# Goal of the exercise
Each line below from the one containing "filename crates/bookrag-embed/src/device.rs" through the one containing "filename crates/bookrag-retrieve/src/answer.rs" should be output exactly as it stands, and no other line should appear.

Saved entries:
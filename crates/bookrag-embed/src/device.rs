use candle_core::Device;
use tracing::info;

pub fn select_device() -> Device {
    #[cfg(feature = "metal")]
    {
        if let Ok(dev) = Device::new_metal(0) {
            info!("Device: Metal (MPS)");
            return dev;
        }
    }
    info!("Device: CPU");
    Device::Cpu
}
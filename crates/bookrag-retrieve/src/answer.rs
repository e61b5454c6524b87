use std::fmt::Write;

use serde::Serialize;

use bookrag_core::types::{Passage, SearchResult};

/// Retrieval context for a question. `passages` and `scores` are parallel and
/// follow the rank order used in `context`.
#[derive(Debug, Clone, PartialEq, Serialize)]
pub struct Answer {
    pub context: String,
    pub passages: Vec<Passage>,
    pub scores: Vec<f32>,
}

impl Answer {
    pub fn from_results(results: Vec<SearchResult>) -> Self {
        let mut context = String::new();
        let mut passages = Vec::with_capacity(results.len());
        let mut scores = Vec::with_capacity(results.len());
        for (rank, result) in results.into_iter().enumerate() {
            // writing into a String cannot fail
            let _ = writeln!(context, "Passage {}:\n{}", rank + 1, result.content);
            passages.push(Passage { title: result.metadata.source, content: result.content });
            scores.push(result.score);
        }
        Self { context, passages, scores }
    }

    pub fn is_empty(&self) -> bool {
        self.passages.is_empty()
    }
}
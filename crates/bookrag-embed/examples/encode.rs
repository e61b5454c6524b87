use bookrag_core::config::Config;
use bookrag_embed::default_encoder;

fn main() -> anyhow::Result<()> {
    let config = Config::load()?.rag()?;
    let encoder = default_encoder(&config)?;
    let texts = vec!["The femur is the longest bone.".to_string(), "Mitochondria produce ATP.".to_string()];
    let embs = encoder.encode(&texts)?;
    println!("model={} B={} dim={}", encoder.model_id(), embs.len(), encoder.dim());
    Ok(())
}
...
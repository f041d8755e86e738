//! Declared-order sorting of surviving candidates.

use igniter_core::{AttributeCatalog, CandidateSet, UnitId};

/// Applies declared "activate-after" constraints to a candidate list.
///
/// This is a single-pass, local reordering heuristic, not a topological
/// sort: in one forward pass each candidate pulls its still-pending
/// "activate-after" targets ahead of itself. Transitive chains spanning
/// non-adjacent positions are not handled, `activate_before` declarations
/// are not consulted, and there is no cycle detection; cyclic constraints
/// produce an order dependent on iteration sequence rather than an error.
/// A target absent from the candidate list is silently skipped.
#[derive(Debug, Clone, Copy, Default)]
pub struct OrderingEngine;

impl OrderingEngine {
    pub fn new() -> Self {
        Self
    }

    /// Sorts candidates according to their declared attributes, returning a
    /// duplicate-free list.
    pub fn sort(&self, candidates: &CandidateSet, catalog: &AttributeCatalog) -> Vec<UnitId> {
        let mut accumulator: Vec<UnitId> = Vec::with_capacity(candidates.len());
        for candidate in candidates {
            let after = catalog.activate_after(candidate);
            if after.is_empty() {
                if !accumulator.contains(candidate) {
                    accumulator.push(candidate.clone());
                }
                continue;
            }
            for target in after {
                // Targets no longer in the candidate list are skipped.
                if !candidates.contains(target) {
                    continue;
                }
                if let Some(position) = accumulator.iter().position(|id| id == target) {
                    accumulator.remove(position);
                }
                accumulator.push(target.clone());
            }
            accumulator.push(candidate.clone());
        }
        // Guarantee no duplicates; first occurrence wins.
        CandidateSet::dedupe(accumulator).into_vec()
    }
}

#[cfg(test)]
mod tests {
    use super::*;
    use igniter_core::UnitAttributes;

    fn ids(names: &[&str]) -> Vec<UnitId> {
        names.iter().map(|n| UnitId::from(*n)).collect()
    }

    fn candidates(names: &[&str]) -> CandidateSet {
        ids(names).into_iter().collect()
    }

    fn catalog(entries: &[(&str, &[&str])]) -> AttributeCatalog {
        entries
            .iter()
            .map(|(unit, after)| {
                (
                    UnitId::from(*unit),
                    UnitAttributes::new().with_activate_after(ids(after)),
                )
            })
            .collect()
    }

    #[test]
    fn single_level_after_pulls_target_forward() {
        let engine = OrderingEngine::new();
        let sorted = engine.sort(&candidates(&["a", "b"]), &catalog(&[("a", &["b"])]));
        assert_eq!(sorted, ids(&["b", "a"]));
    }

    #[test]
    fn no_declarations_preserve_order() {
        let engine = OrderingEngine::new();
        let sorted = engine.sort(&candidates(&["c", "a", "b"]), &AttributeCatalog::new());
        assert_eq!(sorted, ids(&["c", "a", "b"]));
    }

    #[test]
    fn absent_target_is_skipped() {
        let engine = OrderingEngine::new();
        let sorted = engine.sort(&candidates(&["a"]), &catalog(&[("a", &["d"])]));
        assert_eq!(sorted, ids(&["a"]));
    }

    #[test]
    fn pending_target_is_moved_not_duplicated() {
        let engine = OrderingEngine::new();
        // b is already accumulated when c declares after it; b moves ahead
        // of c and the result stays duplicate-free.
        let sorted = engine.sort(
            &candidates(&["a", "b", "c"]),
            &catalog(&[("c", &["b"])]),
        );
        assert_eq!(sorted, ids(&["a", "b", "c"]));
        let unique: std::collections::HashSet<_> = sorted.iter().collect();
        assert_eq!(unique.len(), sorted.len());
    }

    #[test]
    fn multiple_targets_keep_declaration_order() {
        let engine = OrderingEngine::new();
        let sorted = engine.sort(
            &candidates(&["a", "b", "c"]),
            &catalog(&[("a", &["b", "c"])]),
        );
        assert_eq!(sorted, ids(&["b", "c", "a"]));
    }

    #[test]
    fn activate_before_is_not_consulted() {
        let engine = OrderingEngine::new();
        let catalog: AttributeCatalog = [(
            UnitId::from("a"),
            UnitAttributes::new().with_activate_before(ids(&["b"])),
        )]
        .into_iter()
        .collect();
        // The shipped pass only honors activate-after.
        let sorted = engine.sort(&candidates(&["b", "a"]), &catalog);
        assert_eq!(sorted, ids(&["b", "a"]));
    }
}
* * *
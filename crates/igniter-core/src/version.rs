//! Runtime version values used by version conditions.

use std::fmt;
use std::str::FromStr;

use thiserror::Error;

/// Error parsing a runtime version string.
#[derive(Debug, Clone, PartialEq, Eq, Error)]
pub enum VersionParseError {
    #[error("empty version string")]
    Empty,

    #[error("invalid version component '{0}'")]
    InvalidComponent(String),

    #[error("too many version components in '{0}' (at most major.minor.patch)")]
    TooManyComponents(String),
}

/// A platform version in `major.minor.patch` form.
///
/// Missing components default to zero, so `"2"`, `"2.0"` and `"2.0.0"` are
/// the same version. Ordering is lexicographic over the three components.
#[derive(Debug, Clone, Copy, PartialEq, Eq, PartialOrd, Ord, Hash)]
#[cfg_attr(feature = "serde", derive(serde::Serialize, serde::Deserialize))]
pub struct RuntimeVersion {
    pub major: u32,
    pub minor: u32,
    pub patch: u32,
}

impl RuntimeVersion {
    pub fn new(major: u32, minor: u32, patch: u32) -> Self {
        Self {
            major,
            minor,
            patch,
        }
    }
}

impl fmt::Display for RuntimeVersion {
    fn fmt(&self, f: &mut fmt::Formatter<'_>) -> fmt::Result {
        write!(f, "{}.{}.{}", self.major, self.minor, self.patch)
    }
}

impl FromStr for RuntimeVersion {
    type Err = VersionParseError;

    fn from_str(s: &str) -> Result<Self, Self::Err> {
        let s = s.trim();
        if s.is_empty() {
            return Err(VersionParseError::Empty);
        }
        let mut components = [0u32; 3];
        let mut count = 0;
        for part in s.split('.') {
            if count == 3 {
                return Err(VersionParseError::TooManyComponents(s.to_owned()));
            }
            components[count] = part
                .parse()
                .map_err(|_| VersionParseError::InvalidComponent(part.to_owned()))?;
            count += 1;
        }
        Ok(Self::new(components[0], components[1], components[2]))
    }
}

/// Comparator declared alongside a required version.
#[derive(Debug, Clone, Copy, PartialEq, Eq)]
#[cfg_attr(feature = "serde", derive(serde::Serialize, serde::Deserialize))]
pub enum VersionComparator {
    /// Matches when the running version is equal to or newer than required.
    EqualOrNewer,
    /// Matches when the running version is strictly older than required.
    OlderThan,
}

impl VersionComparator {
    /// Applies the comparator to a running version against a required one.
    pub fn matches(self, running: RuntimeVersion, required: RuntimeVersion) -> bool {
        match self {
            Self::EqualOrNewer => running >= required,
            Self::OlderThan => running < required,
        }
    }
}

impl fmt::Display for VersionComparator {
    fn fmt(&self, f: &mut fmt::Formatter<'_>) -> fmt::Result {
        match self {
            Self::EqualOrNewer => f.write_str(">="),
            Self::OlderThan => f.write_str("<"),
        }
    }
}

# Answer space
filename crates/bookrag-embed/src/device.rs
use candle_core::Device;
use tracing::info;

pub fn select_device() -> Device {
    #[cfg(feature = "metal")]
    {
        if let Ok(dev) = Device::new_metal(0) {
            info!("Device: Metal (MPS)");
            return dev;
        }
    }
    info!("Device: CPU");
    Device::Cpu
}
filename crates/bookrag-retrieve/src/answer.rs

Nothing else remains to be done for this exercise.